Apoya el Círculo Teatral “Esperando a Godot”

El Círculo Teatral enfrentó “la ausencia de políticas públicas” en el país al montar Esperando a Godot, síntesis del teatro vanguardista, experimental, el del absurdo del irlandés y Premio Nobel de Literatura Samuel Becket, en traspolación a nuestra decadente realidad mexicana.

Con un elenco de alto voltaje, conformado por David Ostrosky (Estragon), Josafat Luna (Vladimir), Sergio Acosta (Pozzo), Evaristo Valverde (Lucky) y Andrea Acosta (Niño), el director José Luis Cruz encontró en los también actores Alberto Estrella y Víctor Carpinteiro –dueños del espacio escénico– el apoyo que le negaron la UNAM y el INBA para producir esta obra que se presenta cada miércoles.

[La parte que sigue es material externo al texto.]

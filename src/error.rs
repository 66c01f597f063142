use std::{error::Error, fmt};

use crate::frontmatter::FrontmatterError;

#[derive(Debug)]
pub enum GithubError {
    Http(reqwest::Error),
    Unauthorized,
    RateLimited,
    NotFound(String),
    ShaConflict(String),
    Decode(base64::DecodeError),
    NotAFile(String),
    UnexpectedStatus(u16, String),
}

impl std::error::Error for GithubError {
    fn source(&self) -> Option<&(dyn std::error::Error + 'static)> {
        use GithubError::*;
        match self {
            Http(e) => Some(e as &dyn Error),
            Decode(e) => Some(e as &dyn Error),
            _ => None,
        }
    }
}

impl fmt::Display for GithubError {
    fn fmt(&self, f: &mut fmt::Formatter<'_>) -> fmt::Result {
        use GithubError::*;
        match self {
            Http(e) => write!(f, "Http: {}", e),
            Unauthorized => write!(f, "Unauthorized"),
            RateLimited => write!(f, "RateLimited"),
            NotFound(path) => write!(f, "NotFound: {}", path),
            ShaConflict(path) => write!(f, "ShaConflict: {}", path),
            Decode(e) => write!(f, "Decode: {}", e),
            NotAFile(path) => write!(f, "NotAFile: {}", path),
            UnexpectedStatus(code, body) => write!(f, "UnexpectedStatus: {} {}", code, body),
        }
    }
}

impl From<reqwest::Error> for GithubError {
    fn from(error: reqwest::Error) -> Self {
        GithubError::Http(error)
    }
}

impl From<base64::DecodeError> for GithubError {
    fn from(error: base64::DecodeError) -> Self {
        GithubError::Decode(error)
    }
}

#[derive(Debug)]
pub enum ContentError {
    Github(GithubError),
    Frontmatter(FrontmatterError),
    Validation(Vec<String>),
    NotFound(String),
    SlugTaken(String),
}

impl fmt::Display for ContentError {
    fn fmt(&self, f: &mut fmt::Formatter<'_>) -> fmt::Result {
        use ContentError::*;
        match self {
            Github(e) => write!(f, "Github: {}", crate::unpack_error(e)),
            Frontmatter(e) => write!(f, "Frontmatter: {}", e),
            Validation(errors) => write!(f, "Validation: {}", errors.join("; ")),
            NotFound(slug) => write!(f, "NotFound: {}", slug),
            SlugTaken(slug) => write!(f, "SlugTaken: {}", slug),
        }
    }
}

impl std::error::Error for ContentError {
    fn source(&self) -> Option<&(dyn std::error::Error + 'static)> {
        use ContentError::*;
        match self {
            Github(e) => Some(e),
            Frontmatter(e) => Some(e),
            _ => None,
        }
    }
}

impl From<GithubError> for ContentError {
    fn from(error: GithubError) -> Self {
        ContentError::Github(error)
    }
}

impl From<FrontmatterError> for ContentError {
    fn from(error: FrontmatterError) -> Self {
        ContentError::Frontmatter(error)
    }
}
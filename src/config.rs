use anyhow::Result;
use clap::Parser;
use serde::Deserialize;
use serde_yaml;
use std::env;
use std::fs;
use std::path::PathBuf;

#[derive(Parser, Debug)]
#[command(name = "redaktion")]
#[command(about = "Runs the redaktion content service", long_about = None)]
pub struct Cli {
    #[arg(short = 'c', long = "config")]
    pub config_path: Option<String>,
}

pub fn default_config_dir() -> PathBuf {
    dirs::home_dir()
        .unwrap_or_else(|| PathBuf::from("."))
        .join(".redaktion")
}

pub fn default_config_path() -> PathBuf {
    default_config_dir().join("config.yaml")
}

#[derive(Debug, Deserialize, Default, Clone)]
pub struct App {
    port: i32,
}

impl App {
    pub fn get_port(&self) -> i32 {
        self.port
    }
}

#[derive(Debug, Deserialize, Default, Clone)]
pub struct Github {
    pub token: String,
    pub owner: String,
    pub repo: String,
    #[serde(default = "default_branch")]
    pub branch: String,
    #[serde(default = "default_articles_dir")]
    pub articles_dir: String,
    #[serde(default = "default_posts_dir")]
    pub posts_dir: String,
    #[serde(default = "default_media_dir")]
    pub media_dir: String,
    #[serde(default = "default_api_base")]
    pub api_base: String,
}

fn default_branch() -> String {
    "main".to_string()
}

fn default_articles_dir() -> String {
    "content/articles".to_string()
}

fn default_posts_dir() -> String {
    "content/posts".to_string()
}

fn default_media_dir() -> String {
    "content/media".to_string()
}

fn default_api_base() -> String {
    "https://api.github.com".to_string()
}

#[derive(Debug, Deserialize, Clone)]
pub struct Upload {
    #[serde(default = "default_max_size_bytes")]
    pub max_size_bytes: usize,
}

impl Default for Upload {
    fn default() -> Self {
        Upload {
            max_size_bytes: default_max_size_bytes(),
        }
    }
}

fn default_max_size_bytes() -> usize {
    5 * 1024 * 1024
}

#[derive(Debug, Deserialize)]
pub struct Config {
    pub app: App,
    pub github: Github,
    #[serde(default)]
    pub upload: Upload,
}

impl Config {
    pub fn new(path: &str) -> Result<Self> {
        let cfg = Config::load_config(path)?;
        Ok(cfg)
    }

    fn load_config(path: &str) -> Result<Config> {
        let yaml_str = fs::read_to_string(path)?;
        let yaml_with_env = Config::substitute_env_vars(&yaml_str)?;
        let config: Config = serde_yaml::from_str(&yaml_with_env)?;
        Ok(config)
    }

    fn substitute_env_vars(yaml_str: &str) -> Result<String> {
        let mut result = yaml_str.to_string();
        let mut offset = 0;

        while let Some(start) = result[offset..].find("${") {
            let actual_start = offset + start;
            if let Some(end) = result[actual_start..].find("}") {
                let var_name = &result[actual_start + 2..actual_start + end];

                // Handle default values like ${VAR:-default}
                let env_value = if let Some(default_start) = var_name.find(":-") {
                    let actual_var = &var_name[..default_start];
                    let default_val = &var_name[default_start + 2..];
                    env::var(actual_var).unwrap_or_else(|_| default_val.to_string())
                } else {
                    env::var(var_name).unwrap_or_else(|_| {
                        tracing::warn!("environment variable '{}' not found", var_name);
                        String::new()
                    })
                };

                result.replace_range(actual_start..actual_start + end + 1, &env_value);
                offset = actual_start + env_value.len();
            } else {
                break;
            }
        }

        Ok(result)
    }
}
//! Frontmatter handling for markdown documents.
//!
//! Two flavors live here. Articles use the gray-matter convention: a `---`
//! fence around a YAML block that serde_yaml understands. Posts use a small
//! hand-rolled subset (scalars and inline string lists) that predates the
//! article pipeline and is kept byte-stable for the repositories that already
//! contain posts written by it.

use thiserror::Error;

#[derive(Debug, Error)]
pub enum FrontmatterError {
    #[error("frontmatter fence opened but never closed")]
    UnterminatedFence,
    #[error("invalid yaml frontmatter: {0}")]
    Yaml(#[from] serde_yaml::Error),
    #[error("line {0}: expected `key: value`")]
    MalformedLine(usize),
    #[error("line {0}: unterminated quoted string")]
    UnterminatedQuote(usize),
    #[error("line {0}: unterminated inline list")]
    UnterminatedList(usize),
    #[error("missing required field: {0}")]
    MissingField(&'static str),
}

/// A markdown document split at the frontmatter fence. `matter` is the raw
/// YAML block without the fences, `None` when the document has no fence.
#[derive(Debug, PartialEq)]
pub struct Document {
    pub matter: Option<String>,
    pub body: String,
}

pub fn split(text: &str) -> Result<Document, FrontmatterError> {
    let Some(rest) = text.strip_prefix("---\n") else {
        return Ok(Document {
            matter: None,
            body: text.to_string(),
        });
    };

    let mut matter = String::new();
    let mut remaining = rest;
    loop {
        if remaining == "---" {
            remaining = "";
            break;
        }
        if let Some(after) = remaining.strip_prefix("---\n") {
            remaining = after;
            break;
        }
        let Some(newline) = remaining.find('\n') else {
            return Err(FrontmatterError::UnterminatedFence);
        };
        matter.push_str(&remaining[..=newline]);
        remaining = &remaining[newline + 1..];
    }

    // The generator leaves one blank line between the fence and the body.
    let body = remaining.strip_prefix('\n').unwrap_or(remaining);

    Ok(Document {
        matter: Some(matter),
        body: body.to_string(),
    })
}

pub fn join(matter_yaml: &str, body: &str) -> String {
    let mut out = String::with_capacity(matter_yaml.len() + body.len() + 16);
    out.push_str("---\n");
    out.push_str(matter_yaml);
    if !matter_yaml.ends_with('\n') {
        out.push('\n');
    }
    out.push_str("---\n\n");
    out.push_str(body);
    out
}

/// A scalar or inline list in the hand-rolled subset.
#[derive(Debug, Clone, PartialEq)]
pub enum SimpleValue {
    Str(String),
    Bool(bool),
    Int(i64),
    List(Vec<String>),
}

impl SimpleValue {
    pub fn as_str(&self) -> Option<&str> {
        match self {
            SimpleValue::Str(s) => Some(s),
            _ => None,
        }
    }

    pub fn as_list(&self) -> Option<&[String]> {
        match self {
            SimpleValue::List(items) => Some(items),
            _ => None,
        }
    }
}

fn needs_quoting(s: &str) -> bool {
    if s.is_empty() {
        return true;
    }
    if s != s.trim() {
        return true;
    }
    if s == "true" || s == "false" || s.parse::<i64>().is_ok() {
        return true;
    }
    s.chars()
        .any(|c| matches!(c, ':' | '#' | '[' | ']' | '{' | '}' | ',' | '"' | '\'' | '\n'))
}

fn quote(s: &str) -> String {
    let mut out = String::with_capacity(s.len() + 2);
    out.push('"');
    for c in s.chars() {
        match c {
            '"' => out.push_str("\\\""),
            '\\' => out.push_str("\\\\"),
            '\n' => out.push_str("\\n"),
            _ => out.push(c),
        }
    }
    out.push('"');
    out
}

fn write_scalar(out: &mut String, value: &SimpleValue) {
    match value {
        SimpleValue::Str(s) => {
            if needs_quoting(s) {
                out.push_str(&quote(s));
            } else {
                out.push_str(s);
            }
        }
        SimpleValue::Bool(b) => out.push_str(if *b { "true" } else { "false" }),
        SimpleValue::Int(i) => out.push_str(&i.to_string()),
        SimpleValue::List(items) => {
            out.push('[');
            for (i, item) in items.iter().enumerate() {
                if i > 0 {
                    out.push_str(", ");
                }
                if needs_quoting(item) {
                    out.push_str(&quote(item));
                } else {
                    out.push_str(item);
                }
            }
            out.push(']');
        }
    }
}

/// Serializes fields and body into a fenced document. Field order is
/// preserved, so `parse_simple(generate_simple(fields, body))` returns the
/// fields exactly as given.
pub fn generate_simple(fields: &[(String, SimpleValue)], body: &str) -> String {
    let mut matter = String::new();
    for (key, value) in fields {
        matter.push_str(key);
        matter.push_str(": ");
        write_scalar(&mut matter, value);
        matter.push('\n');
    }
    join(&matter, body)
}

fn parse_quoted(raw: &str, line_no: usize) -> Result<String, FrontmatterError> {
    let inner = &raw[1..];
    let mut out = String::with_capacity(inner.len());
    let mut chars = inner.chars();
    loop {
        match chars.next() {
            Some('"') => {
                if chars.next().is_some() {
                    // Trailing garbage after the closing quote.
                    return Err(FrontmatterError::MalformedLine(line_no));
                }
                return Ok(out);
            }
            Some('\\') => match chars.next() {
                Some('"') => out.push('"'),
                Some('\\') => out.push('\\'),
                Some('n') => out.push('\n'),
                _ => return Err(FrontmatterError::UnterminatedQuote(line_no)),
            },
            Some(c) => out.push(c),
            None => return Err(FrontmatterError::UnterminatedQuote(line_no)),
        }
    }
}

/// Splits an inline list body on commas outside quotes. A naive split
/// would break quoted items containing commas, which the generator emits.
fn parse_list_items(inner: &str, line_no: usize) -> Result<Vec<String>, FrontmatterError> {
    let mut items = Vec::new();
    let mut rest = inner.trim();
    if rest.is_empty() {
        return Ok(items);
    }
    loop {
        rest = rest.trim_start();
        if let Some(quoted) = rest.strip_prefix('"') {
            let mut item = String::new();
            let mut chars = quoted.char_indices();
            let mut close = None;
            while let Some((i, c)) = chars.next() {
                match c {
                    '"' => {
                        close = Some(i);
                        break;
                    }
                    '\\' => match chars.next() {
                        Some((_, '"')) => item.push('"'),
                        Some((_, '\\')) => item.push('\\'),
                        Some((_, 'n')) => item.push('\n'),
                        _ => return Err(FrontmatterError::UnterminatedQuote(line_no)),
                    },
                    _ => item.push(c),
                }
            }
            let Some(close) = close else {
                return Err(FrontmatterError::UnterminatedQuote(line_no));
            };
            items.push(item);
            rest = quoted[close + 1..].trim_start();
            if rest.is_empty() {
                break;
            }
            let Some(after) = rest.strip_prefix(',') else {
                return Err(FrontmatterError::MalformedLine(line_no));
            };
            rest = after;
        } else {
            match rest.find(',') {
                Some(pos) => {
                    items.push(rest[..pos].trim().to_string());
                    rest = &rest[pos + 1..];
                }
                None => {
                    items.push(rest.trim().to_string());
                    break;
                }
            }
        }
    }
    Ok(items)
}

fn parse_scalar(raw: &str, line_no: usize) -> Result<SimpleValue, FrontmatterError> {
    let raw = raw.trim();
    if raw.starts_with('"') {
        return Ok(SimpleValue::Str(parse_quoted(raw, line_no)?));
    }
    if let Some(inner) = raw.strip_prefix('[') {
        let Some(inner) = inner.strip_suffix(']') else {
            return Err(FrontmatterError::UnterminatedList(line_no));
        };
        return Ok(SimpleValue::List(parse_list_items(inner, line_no)?));
    }
    if raw == "true" {
        return Ok(SimpleValue::Bool(true));
    }
    if raw == "false" {
        return Ok(SimpleValue::Bool(false));
    }
    if let Ok(n) = raw.parse::<i64>() {
        return Ok(SimpleValue::Int(n));
    }
    Ok(SimpleValue::Str(raw.to_string()))
}

/// Parses a fenced document written by [`generate_simple`]. Documents without
/// a fence come back with no fields and the full text as body.
pub fn parse_simple(text: &str) -> Result<(Vec<(String, SimpleValue)>, String), FrontmatterError> {
    let doc = split(text)?;
    let Some(matter) = doc.matter else {
        return Ok((vec![], doc.body));
    };

    let mut fields = Vec::new();
    for (i, line) in matter.lines().enumerate() {
        let line_no = i + 1;
        if line.trim().is_empty() || line.trim_start().starts_with('#') {
            continue;
        }
        let Some((key, raw_value)) = line.split_once(':') else {
            return Err(FrontmatterError::MalformedLine(line_no));
        };
        let key = key.trim();
        if key.is_empty() {
            return Err(FrontmatterError::MalformedLine(line_no));
        }
        fields.push((key.to_string(), parse_scalar(raw_value, line_no)?));
    }

    Ok((fields, doc.body))
}

#[cfg(test)]
mod tests {
    use super::*;

    #[test]
    fn split_without_fence_is_all_body() {
        let doc = split("just some markdown\n").unwrap();
        assert_eq!(doc.matter, None);
        assert_eq!(doc.body, "just some markdown\n");
    }

    #[test]
    fn split_and_join_round_trip() {
        let text = "---\ntitle: Hello\ntags:\n- a\n- b\n---\n\n# Heading\n\nbody text\n";
        let doc = split(text).unwrap();
        assert_eq!(doc.matter.as_deref(), Some("title: Hello\ntags:\n- a\n- b\n"));
        assert_eq!(doc.body, "# Heading\n\nbody text\n");
        assert_eq!(join(doc.matter.as_deref().unwrap(), &doc.body), text);
    }

    #[test]
    fn split_preserves_blank_lines_inside_body() {
        let text = join("title: x\n", "\n\nstarts after two blank lines\n");
        let doc = split(&text).unwrap();
        assert_eq!(doc.body, "\n\nstarts after two blank lines\n");
    }

    #[test]
    fn split_rejects_unterminated_fence() {
        let err = split("---\ntitle: x\nno closing fence").unwrap_err();
        assert!(matches!(err, FrontmatterError::UnterminatedFence));
    }

    #[test]
    fn split_accepts_fence_at_end_of_input() {
        let doc = split("---\ntitle: x\n---").unwrap();
        assert_eq!(doc.matter.as_deref(), Some("title: x\n"));
        assert_eq!(doc.body, "");
    }

    #[test]
    fn simple_round_trips_every_field() {
        let fields = vec![
            ("title".to_string(), SimpleValue::Str("Field notes: day 3".to_string())),
            ("date".to_string(), SimpleValue::Str("2026-08-24".to_string())),
            ("tags".to_string(), SimpleValue::List(vec!["rust".to_string(), "notes_2".to_string()])),
            ("pinned".to_string(), SimpleValue::Bool(false)),
            ("revision".to_string(), SimpleValue::Int(4)),
        ];
        let body = "First line.\n\nSecond paragraph.\n";
        let text = generate_simple(&fields, body);
        let (parsed, parsed_body) = parse_simple(&text).unwrap();
        assert_eq!(parsed, fields);
        assert_eq!(parsed_body, body);
    }

    #[test]
    fn simple_quotes_numeric_looking_strings() {
        let fields = vec![("title".to_string(), SimpleValue::Str("1984".to_string()))];
        let text = generate_simple(&fields, "");
        assert!(text.contains("title: \"1984\""));
        let (parsed, _) = parse_simple(&text).unwrap();
        assert_eq!(parsed, fields);
    }

    #[test]
    fn simple_round_trips_empty_list_and_empty_string() {
        let fields = vec![
            ("tags".to_string(), SimpleValue::List(vec![])),
            ("title".to_string(), SimpleValue::Str(String::new())),
        ];
        let text = generate_simple(&fields, "body\n");
        let (parsed, body) = parse_simple(&text).unwrap();
        assert_eq!(parsed, fields);
        assert_eq!(body, "body\n");
    }

    #[test]
    fn simple_escapes_quotes_and_backslashes() {
        let fields = vec![(
            "title".to_string(),
            SimpleValue::Str("she said \"no\" \\ twice".to_string()),
        )];
        let text = generate_simple(&fields, "");
        let (parsed, _) = parse_simple(&text).unwrap();
        assert_eq!(parsed, fields);
    }

    #[test]
    fn list_items_with_commas_round_trip() {
        let fields = vec![(
            "tags".to_string(),
            SimpleValue::List(vec!["a,b".to_string(), "plain".to_string(), "c, d".to_string()]),
        )];
        let text = generate_simple(&fields, "body\n");
        let (parsed, body) = parse_simple(&text).unwrap();
        assert_eq!(parsed, fields);
        assert_eq!(body, "body\n");
    }

    #[test]
    fn list_rejects_garbage_after_quoted_item() {
        let text = "---\ntags: [\"a\" b]\n---\n\n";
        let err = parse_simple(text).unwrap_err();
        assert!(matches!(err, FrontmatterError::MalformedLine(1)));
    }

    #[test]
    fn simple_rejects_malformed_lines() {
        let text = "---\nthis line has no separator\n---\n\n";
        let err = parse_simple(text).unwrap_err();
        assert!(matches!(err, FrontmatterError::MalformedLine(1)));
    }

    #[test]
    fn simple_rejects_unterminated_list() {
        let text = "---\ntags: [a, b\n---\n\n";
        let err = parse_simple(text).unwrap_err();
        assert!(matches!(err, FrontmatterError::UnterminatedList(1)));
    }

    #[test]
    fn simple_skips_comments_and_blank_lines() {
        let text = "---\n# legacy header\n\ntitle: hi\n---\n\n";
        let (parsed, _) = parse_simple(text).unwrap();
        assert_eq!(parsed, vec![("title".to_string(), SimpleValue::Str("hi".to_string()))]);
    }
}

Cruz, asimismo intérprete, dramaturgo y pieza clave del Festival Internacional Ollin Khan, la califica como una puesta llena de carga emocional que, creada a más de medio siglo (se escribió en 1953) y del otro lado del mundo, sigue teniendo vigencia, y ahora más en México:

“Esperando a Godot es la síntesis del teatro vanguardista, experimental, de Becket­, que nos muestra la desolación con una fuerte carga existencial, donde el hombre no tiene salidas, lo ha devastado todo y ha sido el destructor de la vida misma.

“Se trata aquí de dos indigentes esperando inútilmente en un espacio-tiempo la llegada de Godot, y en esa espera se inventan una especie de juegos, muchos dicen que Godot es Dios (God-Godot), pero para mí Godot es el tiempo, pues creo que para un ‘nihilista’, como Becket, la idea de Dios no cabe en la esperanza humana, porque simplemente no la hay.”

–¿Por qué ir a ver una obra hasta cierto punto trágica cuando vivimos en una realidad tan complicada, de violencia, por ejemplo?

–De alguna manera hacemos que el público se confronte con esa realidad devastadora, aunque es una metáfora: la destrucción y vivencia de estos personajes que no tienen futuro, pero no porque no quieran, sino porque no les dieron la posibilidad.

“También está ahí una recuperación del sentido cáustico del humor mexicano. Es una obra también muy graciosa, una farsa trágica que recupera el humor del absurdo.”

–¿Fue difícil montar esta obra?

–No, fue difícil encontrar el espacio. Como en cualquier proyecto artístico, hay una búsqueda de espacios y fondos, y nos dimos a la tarea de buscarlos para montarla. Pensamos en primer término en la UNAM (Universidad Nacional Autónoma de México), pero lo patético es que, siendo egresados del Centro Universitario de Teatro, la universidad no les dé cabida a sus propios hijos; lo mismo con Bellas Artes, donde hay un sistema de selección por medio de un consejo que está viciado; el Centro Cultural del Bosque, ocupado con sus propios programas.

“Yo creo que el problema de todo esto es que no hay políticas públicas que atiendan adecuadamente a los creadores, hay un pequeño círculo que decide e incluye a sus cercanos, no hay rotación.

“Afortunadamente encontramos a Alberto Estrella y a Víctor Carpinteiro, que vieron el proyecto, les gustó y apostaron por él, porque también son productores.”

Esperando a Godot tiene vestuario y atrezzo de Aine Martelli, iluminación de Carlos Mendoza, fotografía de Joel Martínez y asistencia de dirección de Andrea Acosta. Estará hasta septiembre en el foro-escuela de Veracruz 107, en la colonia Condesa, de la Ciudad de México.